L’époque manque de grands hommes, de figures universelles auxquelles tout un chacun peut se rattacher. Aujourd’hui, dans les crises qui agitent le monde, les camps semblent moins bien définis qu’autrefois et les prises de position plus compliquées à prendre. Dans nos démocraties en crise, qui doutent parfois des principes qui les fondent, on voudrait se rabattre sur une « figure » unificatrice qui panserait à elle seule les maux de la nation.

L’homme universel

Nelson Mandela (1918-2013) a incarné le pardon et la réconciliation, après sa libération en 1990 et pendant son mandat unique de président de l’Afrique du Sud, entre 1995 et 1999 ; sa mort a provoqué un chœur d’hommages unanimes. Les contresens sur son parcours, sur la valeur de son combat aujourd’hui, n’ont pas manqué, parfois simplement ridicules (Rama Yade déclarant qu’il était un symbole de la lutte contre le communisme), parfois criminels (Bachar al-Assad saluant un défenseur de la paix et de la fraternité). Depuis longtemps déjà, Mandela était devenu une icône des médias et du marketing, comme Gandhi, Che Guevara ou Martin Luther King. Un profil sur un T-shirt, une invocation rituelle dès que l’on parle de lutter contre l’injustice.

Or Mandela n’était ni un guérillero idéaliste ni un apôtre de la non-violence. Sa force a justement été de savoir conjuguer le symbole et le pragmatisme. Il a pris les armes dans les années 1960, à la tête de la « lance de la nation », branche armée de l’Anc, et le recours à la violence demeure pour lui encore une possibilité à sa sortie de prison en 1990, lorsqu’il déclare :

Ce qui a rendu nécessaire la lutte armée [à l’époque] existe encore aujourd’hui. Nous n’avons pas d’autre choix que de continuer. Nous espérons que bientôt se créera un climat propice à la négociation, afin que la lutte armée devienne inutile.

Pas de position de principe, pour ou contre la violence, mais un choix fondé sur des circonstances politiques.

Ce pragmatisme s’est également traduit par une conscience de ses erreurs, notamment concernant le sida. Dans les années 2000, Mandela a critiqué la négligence criminelle de son successeur, Thabo Mbeki, sur cette question, et s’est reproché de ne pas s’en être soucié pendant son propre mandat.
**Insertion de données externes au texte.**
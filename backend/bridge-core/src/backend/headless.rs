use crate::backend::Backend;
use crate::commands::CommandTable;
use crate::document::Document;
use crate::error::CoreError;

use std::sync::Arc;

use futures_util::FutureExt;
use futures_util::future::BoxFuture;
use log::debug;
use models::{BackendKind, Params};
use serde_json::Value;
use tokio::sync::Mutex;

/// Runs commands in-process against an in-memory document.
pub struct HeadlessEngine {
    table: Arc<CommandTable>,
    document: Mutex<Document>,
}

impl HeadlessEngine {
    pub fn new(table: Arc<CommandTable>) -> Self {
        Self::with_document(table, Document::default())
    }

    pub fn with_document(table: Arc<CommandTable>, document: Document) -> Self {
        Self {
            table,
            document: Mutex::new(document),
        }
    }

    /// Copy of the current document.
    pub async fn snapshot(&self) -> Document {
        self.document.lock().await.clone()
    }
}

impl Backend for HeadlessEngine {
    fn kind(&self) -> BackendKind {
        BackendKind::Headless
    }

    fn execute<'a>(
        &'a self,
        command: &'a str,
        params: &'a Params,
    ) -> BoxFuture<'a, Result<Value, CoreError>> {
        async move {
            let mut document = self.document.lock().await;
            debug!("Headless executing '{command}'");
            Ok(self
                .table
                .execute_on_document(command, &mut document, params)?)
        }
        .boxed()
    }

    fn health(&self) -> BoxFuture<'_, bool> {
        async { true }.boxed()
    }
}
En 2005, il a révélé que l’un de ses fils était mort du sida, souhaitant par cette révélation provoquer une prise de conscience dans le pays, et surtout chez ses dirigeants.

Nelson Mandela était donc un militant, un homme politique conscient de la nécessité de faire des compromis, de revenir parfois sur des prises de position antérieures. Mais il a su associer cet art de la diplomatie et du compromis avec une profonde compréhension de la valeur des symboles. Il en était lui-même devenu un, au cours de ses vingt-sept années de détention. Pendant longtemps, il a plané comme une ombre au-dessus de l’Afrique du Sud, invisible, inaudible et pourtant partout présent. À sa sortie de prison, le risque était grand de voir l’homme succomber au poids de sa légende. Or comme le dit l’écrivain André Brink :

Le plus remarquable fut qu’il s’est montré à la hauteur, voire au-delà, plus grand encore que son propre mythe1.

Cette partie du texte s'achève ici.